*** Stored data ***

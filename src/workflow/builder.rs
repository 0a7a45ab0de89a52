//! 计划构建器

use std::collections::HashSet;

use crate::workflow::types::*;

/// 默认步骤超时（秒）
pub const DEFAULT_STEP_TIMEOUT_SECS: u64 = 300;

/// 流式构建 Plan
pub struct PlanBuilder {
    name: String,
    steps: Vec<PlanStep>,
}

impl PlanBuilder {
    pub fn new(name: impl Into<String>) -> Self {
        Self {
            name: name.into(),
            steps: Vec::new(),
        }
    }

    /// 添加步骤（无依赖，默认超时）
    pub fn step(mut self, id: impl Into<StepId>, action: StepAction) -> Self {
        self.steps.push(PlanStep {
            id: id.into(),
            action,
            depends_on: Vec::new(),
            timeout_secs: DEFAULT_STEP_TIMEOUT_SECS,
        });
        self
    }

    /// 为最近添加的步骤设置超时
    pub fn timeout(mut self, secs: u64) -> Self {
        if let Some(step) = self.steps.last_mut() {
            step.timeout_secs = secs;
        }
        self
    }

    /// 为最近添加的步骤追加依赖
    pub fn after(mut self, dependency: impl Into<StepId>) -> Self {
        if let Some(step) = self.steps.last_mut() {
            step.depends_on.push(dependency.into());
        }
        self
    }

    /// 最近添加的步骤依赖之前所有已存在的指定步骤（不存在的忽略）
    pub fn after_existing(mut self, candidates: &[&str]) -> Self {
        let existing: HashSet<String> = self.steps.iter().map(|s| s.id.clone()).collect();
        if let Some(step) = self.steps.last_mut() {
            for dep in candidates {
                if existing.contains(*dep) && step.id != *dep {
                    step.depends_on.push((*dep).to_string());
                }
            }
        }
        self
    }

    pub fn has_step(&self, id: &str) -> bool {
        self.steps.iter().any(|s| s.id == id)
    }

    /// 校验：步骤 ID 唯一、依赖存在
    pub fn build(self) -> Result<Plan, WorkflowError> {
        let mut seen = HashSet::new();
        for step in &self.steps {
            if !seen.insert(step.id.clone()) {
                return Err(WorkflowError::DuplicateStep(step.id.clone()));
            }
        }
        for step in &self.steps {
            for dep in &step.depends_on {
                if !seen.contains(dep) {
                    return Err(WorkflowError::UnknownDependency {
                        step: step.id.clone(),
                        dependency: dep.clone(),
                    });
                }
            }
        }

        Ok(Plan {
            name: self.name,
            steps: self.steps,
        })
    }
}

*** End of Stored data ***

#### Exercise:
Starting from the records above, filter out all lines except those containing the word "PlanBuilder".

#### Solution for this problem:
pub struct PlanBuilder {
impl PlanBuilder {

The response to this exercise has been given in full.